▸ RECORDS:

=== Section Start ===

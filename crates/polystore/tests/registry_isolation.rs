//! Registry behavior: graceful absence, defaults, and shutdown lifecycle.

use polystore::{
    Backend, BackendFactory, BackendRegistry, Connection, ConnectionConfig, ConnectionRegistry,
    PoolConfig, Result, SchemaCatalog, StoreError,
};
use polystore_test_support::{RecordingBackend, user_schema};
use std::sync::Arc;

struct RecordingFactory;

#[async_trait::async_trait]
impl BackendFactory for RecordingFactory {
    fn name(&self) -> &'static str {
        "fake-document-graph"
    }

    async fn open(
        &self,
        _config: &ConnectionConfig,
        _pool: PoolConfig,
    ) -> Result<Arc<dyn Backend>> {
        Ok(RecordingBackend::document_graph().into_arc())
    }
}

#[tokio::test]
async fn broken_driver_does_not_poison_working_ones() {
    let registry = BackendRegistry::new();
    registry.register_failure("clickhouse", "native client library missing");
    registry.register(Arc::new(RecordingFactory));

    // The working backend opens and operates normally.
    let factory = registry.get("fake-document-graph").unwrap();
    let backend = factory
        .open(&ConnectionConfig::new(), PoolConfig::small())
        .await
        .unwrap();
    backend.ping().await.unwrap();

    // The failed one reports its reason only when actually named.
    let err = registry.get("clickhouse").unwrap_err();
    assert!(err.to_string().contains("native client library missing"));
    assert_eq!(registry.list_failed().len(), 1);
    assert_eq!(registry.list_available(), vec!["fake-document-graph"]);
}

#[tokio::test]
async fn re_registration_clears_a_recorded_failure() {
    let registry = BackendRegistry::new();
    registry.register_failure("fake-document-graph", "flaky install");
    registry.register(Arc::new(RecordingFactory));

    assert!(registry.get("fake-document-graph").is_ok());
    assert!(registry.list_failed().is_empty());
}

#[tokio::test]
async fn first_connection_becomes_the_backend_default() {
    let registry = ConnectionRegistry::new();
    let primary = Connection::new("primary", RecordingBackend::document_graph().into_arc());
    let replica = Connection::new("replica", RecordingBackend::document_graph().into_arc());
    registry.register(primary);
    registry.register(replica);

    let resolved = registry
        .default_for("fake-document-graph")
        .expect("default exists");
    assert_eq!(resolved.name(), "primary");

    registry.set_default("replica").unwrap();
    assert_eq!(
        registry.default_for("fake-document-graph").unwrap().name(),
        "replica"
    );
}

#[tokio::test]
async fn schemas_resolve_their_backend_default() {
    let registry = ConnectionRegistry::new();
    registry.register(Connection::new(
        "docstore",
        RecordingBackend::document_graph().into_arc(),
    ));

    let schema = user_schema("fake-document-graph");
    let resolved = registry.resolve(&schema).unwrap();
    assert_eq!(resolved.name(), "docstore");

    let unbound = user_schema("fake-columnar");
    assert!(matches!(
        registry.resolve(&unbound),
        Err(StoreError::Schema(_))
    ));
}

#[tokio::test]
async fn shutdown_closes_and_clears_connections() {
    let registry = ConnectionRegistry::new();
    registry.register(Connection::new(
        "doomed",
        RecordingBackend::document_graph().into_arc(),
    ));
    assert_eq!(registry.names(), vec!["doomed"]);

    registry.shutdown().await;
    assert!(registry.names().is_empty());
    assert!(registry.get("doomed").is_none());
}

#[tokio::test]
async fn catalog_clear_drops_registered_classes() {
    let catalog = SchemaCatalog::new();
    catalog.register(user_schema("fake-document-graph")).unwrap();
    assert!(catalog.get("user").is_some());

    catalog.clear();
    assert!(catalog.get("user").is_none());
}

=== Section End ===

▸ PROMPT:
In the listing above, locate the line with "async fn re_registration_clears_a_recorded_failure()" and the line with "async fn first_connection_becomes_the_backend_default()", then extract exactly those lines and every line between them, and nothing more.

▸ ANSWER TO THE EXERCISE:
async fn re_registration_clears_a_recorded_failure() {
    let registry = BackendRegistry::new();
    registry.register_failure("fake-document-graph", "flaky install");
    registry.register(Arc::new(RecordingFactory));

    assert!(registry.get("fake-document-graph").is_ok());
    assert!(registry.list_failed().is_empty());
}

#[tokio::test]
async fn first_connection_becomes_the_backend_default() {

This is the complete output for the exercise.